The stock market is a mess. Economic growth is weak. And inflation is skyrocketing…
Sound familiar?
How about this: Gas prices are surging. Meat prices are also spiking. And the American central bank’s easy-money policies are blamed as one of main drivers of the high inflation.
Believe it or not, but I’m not talking about our current predicament. I’m talking about 1970s America.
It was a period in time when the inflation rate shot up from 5.7% to 13.5% in just four years, and wages and prices spiraled out of control.
In light of our current situation, it’s a period I’ve been reading up on and I recently found a story that stuck with me. A gentleman remembers when his dad retired in 1972, he was collecting a pension of $120 a month. It was enough to cover rent for two months. However, less than seven years later, the same pension check was covering just two weeks’ rent in the same apartment.
It’s a powerful example of just how pernicious inflation can be. Even at rates that don’t look so high, continued over a few years, it can destroy the value of your savings.
Real estate is a physical asset with inherent value.
The Consumer Price Index shows that painfully rapid price increases continue to trouble Americans and bedevil the Fed. Inflation remains relentless. In September, the overall index climbed 8.2% over the prior year.
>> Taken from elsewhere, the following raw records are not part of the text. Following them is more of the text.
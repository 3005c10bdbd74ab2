//! Value types shared between the decode engine and its consumers.

mod check;
mod decoded;
mod input;

pub use check::*;
pub use decoded::*;
pub use input::*;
To tackle rising inflation, central bankers have raised interest rates five times this year and it’ll possibly even be six times by the time you read this. It’s another policy we saw enacted in the 1970s, when interest rates rose to nearly 20%. As the saying goes, history doesn’t repeat itself, but it often rhymes…
The Strongest Hedge Against Inflation
So, what can you do to protect your wealth from the corrosive power of inflation?
A number of investments can buck the trend of falling values when inflation is high. And some are better than others.
For instance, gold has long been considered an inflation hedge. That’s because it’s a physical asset, it has long established value (it’s been considered valuable since the Late Bronze Age), and it has a limited supply. You can’t print more gold. And sure, you can mine it, but extracting it is a costly process.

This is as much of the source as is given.